Below are records; please set down exactly the lines from the first through the one containing "let ratio = path_difference / wavelength;".

(Stored items)

┄┄┄┄┄┄┄┄┄┄

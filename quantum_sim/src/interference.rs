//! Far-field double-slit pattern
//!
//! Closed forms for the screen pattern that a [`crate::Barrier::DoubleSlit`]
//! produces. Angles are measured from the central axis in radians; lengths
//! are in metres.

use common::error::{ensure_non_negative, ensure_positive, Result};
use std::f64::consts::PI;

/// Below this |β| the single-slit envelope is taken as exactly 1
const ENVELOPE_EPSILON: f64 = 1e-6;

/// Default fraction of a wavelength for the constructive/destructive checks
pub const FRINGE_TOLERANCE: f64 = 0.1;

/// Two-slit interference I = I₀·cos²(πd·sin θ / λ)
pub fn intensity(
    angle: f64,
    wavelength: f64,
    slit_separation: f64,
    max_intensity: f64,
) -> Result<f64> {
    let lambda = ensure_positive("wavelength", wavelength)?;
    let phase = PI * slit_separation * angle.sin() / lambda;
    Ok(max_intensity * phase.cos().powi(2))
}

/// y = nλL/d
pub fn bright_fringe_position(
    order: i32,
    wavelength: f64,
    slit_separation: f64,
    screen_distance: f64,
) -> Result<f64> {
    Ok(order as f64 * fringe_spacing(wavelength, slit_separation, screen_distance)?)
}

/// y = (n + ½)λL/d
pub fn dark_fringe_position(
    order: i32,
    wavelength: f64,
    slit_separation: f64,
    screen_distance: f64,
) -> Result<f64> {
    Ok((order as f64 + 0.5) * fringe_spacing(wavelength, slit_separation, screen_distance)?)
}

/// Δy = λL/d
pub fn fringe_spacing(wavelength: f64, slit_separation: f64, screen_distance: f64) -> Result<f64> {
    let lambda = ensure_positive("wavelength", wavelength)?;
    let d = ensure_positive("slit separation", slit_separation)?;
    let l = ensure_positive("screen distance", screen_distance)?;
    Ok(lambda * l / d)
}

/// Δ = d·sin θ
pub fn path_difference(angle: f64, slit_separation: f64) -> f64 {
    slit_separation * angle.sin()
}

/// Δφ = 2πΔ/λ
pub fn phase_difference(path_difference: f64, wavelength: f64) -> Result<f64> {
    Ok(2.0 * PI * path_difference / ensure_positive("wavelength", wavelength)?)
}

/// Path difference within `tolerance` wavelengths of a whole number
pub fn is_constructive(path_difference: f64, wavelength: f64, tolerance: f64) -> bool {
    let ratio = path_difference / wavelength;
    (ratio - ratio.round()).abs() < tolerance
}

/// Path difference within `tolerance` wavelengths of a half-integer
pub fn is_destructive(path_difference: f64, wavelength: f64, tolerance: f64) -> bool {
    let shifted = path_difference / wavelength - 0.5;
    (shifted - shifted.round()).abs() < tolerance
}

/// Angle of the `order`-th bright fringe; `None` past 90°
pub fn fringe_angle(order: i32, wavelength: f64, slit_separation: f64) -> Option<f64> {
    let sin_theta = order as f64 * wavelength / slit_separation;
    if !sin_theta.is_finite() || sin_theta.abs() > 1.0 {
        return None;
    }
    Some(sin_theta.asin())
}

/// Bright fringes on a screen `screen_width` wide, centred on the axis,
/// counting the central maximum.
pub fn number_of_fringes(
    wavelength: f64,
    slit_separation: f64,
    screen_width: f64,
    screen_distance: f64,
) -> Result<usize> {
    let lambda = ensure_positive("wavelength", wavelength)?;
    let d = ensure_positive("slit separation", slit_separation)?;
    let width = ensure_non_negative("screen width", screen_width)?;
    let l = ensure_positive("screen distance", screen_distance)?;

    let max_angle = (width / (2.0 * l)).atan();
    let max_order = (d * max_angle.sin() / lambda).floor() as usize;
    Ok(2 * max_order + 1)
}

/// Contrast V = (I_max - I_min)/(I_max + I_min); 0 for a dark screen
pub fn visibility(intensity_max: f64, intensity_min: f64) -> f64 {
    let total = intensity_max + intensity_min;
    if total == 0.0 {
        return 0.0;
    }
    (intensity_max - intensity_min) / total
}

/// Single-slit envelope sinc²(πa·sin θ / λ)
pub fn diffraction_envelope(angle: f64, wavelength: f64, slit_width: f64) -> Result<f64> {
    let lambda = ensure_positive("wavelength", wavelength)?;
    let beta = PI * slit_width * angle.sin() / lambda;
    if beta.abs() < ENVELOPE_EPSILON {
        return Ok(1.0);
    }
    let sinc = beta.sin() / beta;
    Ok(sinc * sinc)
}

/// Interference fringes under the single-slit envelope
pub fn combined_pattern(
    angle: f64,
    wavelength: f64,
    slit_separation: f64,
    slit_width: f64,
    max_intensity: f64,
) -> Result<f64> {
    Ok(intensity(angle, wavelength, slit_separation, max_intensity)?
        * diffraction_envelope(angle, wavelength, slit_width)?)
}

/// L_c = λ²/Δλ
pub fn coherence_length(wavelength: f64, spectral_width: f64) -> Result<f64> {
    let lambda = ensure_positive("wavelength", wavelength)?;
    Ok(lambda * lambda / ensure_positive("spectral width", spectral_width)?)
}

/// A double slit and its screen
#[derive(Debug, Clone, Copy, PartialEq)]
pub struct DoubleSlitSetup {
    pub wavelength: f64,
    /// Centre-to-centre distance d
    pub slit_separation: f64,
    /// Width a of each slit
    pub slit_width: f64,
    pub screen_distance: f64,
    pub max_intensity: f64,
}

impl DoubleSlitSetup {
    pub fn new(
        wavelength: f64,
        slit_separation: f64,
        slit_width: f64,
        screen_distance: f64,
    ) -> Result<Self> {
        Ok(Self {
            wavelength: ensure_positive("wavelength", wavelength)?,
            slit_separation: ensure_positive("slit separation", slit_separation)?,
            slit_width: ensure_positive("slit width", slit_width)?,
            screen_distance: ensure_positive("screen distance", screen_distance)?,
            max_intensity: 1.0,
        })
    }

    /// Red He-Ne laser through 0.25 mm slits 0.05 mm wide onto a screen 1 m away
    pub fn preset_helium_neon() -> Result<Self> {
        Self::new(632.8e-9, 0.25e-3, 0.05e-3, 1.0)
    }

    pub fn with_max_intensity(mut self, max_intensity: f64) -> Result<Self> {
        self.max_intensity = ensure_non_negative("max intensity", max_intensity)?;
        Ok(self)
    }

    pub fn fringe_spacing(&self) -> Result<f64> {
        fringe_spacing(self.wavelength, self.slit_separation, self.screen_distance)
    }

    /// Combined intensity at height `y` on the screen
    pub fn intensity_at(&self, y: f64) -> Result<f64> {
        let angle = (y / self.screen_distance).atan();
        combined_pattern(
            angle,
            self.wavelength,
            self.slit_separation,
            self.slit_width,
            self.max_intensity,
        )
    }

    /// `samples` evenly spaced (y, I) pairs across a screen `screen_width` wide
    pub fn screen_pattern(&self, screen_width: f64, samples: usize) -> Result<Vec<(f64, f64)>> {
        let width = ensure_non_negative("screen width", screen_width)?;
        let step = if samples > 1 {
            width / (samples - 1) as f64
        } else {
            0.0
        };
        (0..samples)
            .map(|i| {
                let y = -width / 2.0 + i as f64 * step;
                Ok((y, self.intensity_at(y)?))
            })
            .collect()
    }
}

┄┄┄┄┄┄┄┄┄┄

TASK ANSWER -
filename quantum_sim/src/interference.rs
//! Far-field double-slit pattern
//!
//! Closed forms for the screen pattern that a [`crate::Barrier::DoubleSlit`]
//! produces. Angles are measured from the central axis in radians; lengths
//! are in metres.

use common::error::{ensure_non_negative, ensure_positive, Result};
use std::f64::consts::PI;

/// Below this |β| the single-slit envelope is taken as exactly 1
const ENVELOPE_EPSILON: f64 = 1e-6;

/// Default fraction of a wavelength for the constructive/destructive checks
pub const FRINGE_TOLERANCE: f64 = 0.1;

/// Two-slit interference I = I₀·cos²(πd·sin θ / λ)
pub fn intensity(
    angle: f64,
    wavelength: f64,
    slit_separation: f64,
    max_intensity: f64,
) -> Result<f64> {
    let lambda = ensure_positive("wavelength", wavelength)?;
    let phase = PI * slit_separation * angle.sin() / lambda;
    Ok(max_intensity * phase.cos().powi(2))
}

/// y = nλL/d
pub fn bright_fringe_position(
    order: i32,
    wavelength: f64,
    slit_separation: f64,
    screen_distance: f64,
) -> Result<f64> {
    Ok(order as f64 * fringe_spacing(wavelength, slit_separation, screen_distance)?)
}

/// y = (n + ½)λL/d
pub fn dark_fringe_position(
    order: i32,
    wavelength: f64,
    slit_separation: f64,
    screen_distance: f64,
) -> Result<f64> {
    Ok((order as f64 + 0.5) * fringe_spacing(wavelength, slit_separation, screen_distance)?)
}

/// Δy = λL/d
pub fn fringe_spacing(wavelength: f64, slit_separation: f64, screen_distance: f64) -> Result<f64> {
    let lambda = ensure_positive("wavelength", wavelength)?;
    let d = ensure_positive("slit separation", slit_separation)?;
    let l = ensure_positive("screen distance", screen_distance)?;
    Ok(lambda * l / d)
}

/// Δ = d·sin θ
pub fn path_difference(angle: f64, slit_separation: f64) -> f64 {
    slit_separation * angle.sin()
}

/// Δφ = 2πΔ/λ
pub fn phase_difference(path_difference: f64, wavelength: f64) -> Result<f64> {
    Ok(2.0 * PI * path_difference / ensure_positive("wavelength", wavelength)?)
}

/// Path difference within `tolerance` wavelengths of a whole number
pub fn is_constructive(path_difference: f64, wavelength: f64, tolerance: f64) -> bool {
    let ratio = path_difference / wavelength;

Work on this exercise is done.